▶ _Problem description_: Nothing but a number belongs in the answer: the count of lines below that contain the word "PartialEq".

▶ _Information supplied_:
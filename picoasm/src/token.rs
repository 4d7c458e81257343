use util_derive::EnumFromStr;

/// One mnemonic family. Matched case-insensitively against a bare identifier
/// in the lexer.
#[derive(Clone, Copy, Eq, PartialEq, Debug, EnumFromStr)]
#[allow(non_camel_case_types)]
pub enum Mnemonic {
    NOP,
    LOAD,
    STOR,
    ADD,
    SUB,
    MUL,
    DIV,
    TEST,
    CALL,
    RET,
    RTI,
    PUSH,
    POP,
    SETHEAD,
    SETBASE,
    JUMP,
    BEQL,
    BNEQ,
    BLES,
    BGRT,
    BLTE,
    BGTE,
    READ,
    WRITE,
    ENINT,
    DISINT,
    HALT,
}

#[derive(Clone, PartialEq, Debug)]
pub enum Token {
    Mnemonic(Mnemonic),
    Directive(String),
    /// A bare identifier that is neither a mnemonic nor followed by `:` —
    /// equivalent to `&name`.
    Identifier(String),
    LabelDef(String),
    String(Vec<u8>),
    Register(u8),
    Immediate(u16),
    DirectDeref(u16),
    LabelRef(String),
    LabelDeref(String),
    Comma,
    Semicolon,
    Eof,
}

#[derive(Clone, Copy, PartialEq, Eq, Debug)]
pub struct Position {
    pub line: u32,
    pub column: u32,
}

#[derive(Clone, PartialEq, Debug)]
pub struct Spanned<T> {
    pub value: T,
    pub pos: Position,
}
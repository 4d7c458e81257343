use std::{error::Error, fmt};

/// Endianness used for all multi-byte values exchanged between the assembler,
/// the VM and the on-disk ROM format. picovm is a big-endian machine.
pub type Endian = byteorder::BigEndian;

#[derive(Clone, Eq, PartialEq, Debug)]
pub struct ParseEnumError {
    pub value: String,
    pub enum_name: &'static str,
}

impl fmt::Display for ParseEnumError {
    fn fmt(&self, f: &mut fmt::Formatter) -> fmt::Result {
        write!(
            f,
            "Failed to parse \"{}\" as {}.",
            &self.value, &self.enum_name
        )
    }
}

impl Error for ParseEnumError {
    fn description(&self) -> &str {
        "Failed to parse enum."
    }
}

pub trait EnumFromStr: Sized {
    fn from_str(s: &str) -> Result<Self, ParseEnumError>;
}
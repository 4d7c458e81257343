use std::error::Error as StdError;
use std::fmt;
use std::io;

/// Conditions that abort a running VM. Division by zero and out-of-range
/// branch targets are deliberately absent: the former yields zero, the
/// latter is executed as whatever happens to be in memory.
#[derive(Debug)]
pub enum RuntimeError {
    /// ROM image longer than the ROM region.
    RomTooLarge { len: usize, max: usize },
    /// The interrupt FIFO could not be opened or read.
    InterruptFifo(io::Error),
    /// A `READIN`/`WRITEOUT` instruction failed on its external byte stream.
    Stream(io::Error),
    /// A memory access (`LOAD`/`STOR`) addressed outside the storage range.
    BadMemoryAccess { address: u16 },
}

impl fmt::Display for RuntimeError {
    fn fmt(&self, f: &mut fmt::Formatter) -> fmt::Result {
        match self {
            RuntimeError::RomTooLarge { len, max } => write!(
                f,
                "ROM image is {} bytes, exceeds the {} byte ROM region",
                len, max
            ),
            RuntimeError::InterruptFifo(err) => write!(f, "interrupt FIFO error: {}", err),
            RuntimeError::Stream(err) => write!(f, "byte stream I/O error: {}", err),
            RuntimeError::BadMemoryAccess { address } => {
                write!(f, "memory access out of range at address {:#06x}", address)
            }
        }
    }
}

impl StdError for RuntimeError {
    fn source(&self) -> Option<&(dyn StdError + 'static)> {
        match self {
            RuntimeError::InterruptFifo(err) | RuntimeError::Stream(err) => Some(err),
            _ => None,
        }
    }
}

▶ _Exercise solution_: 5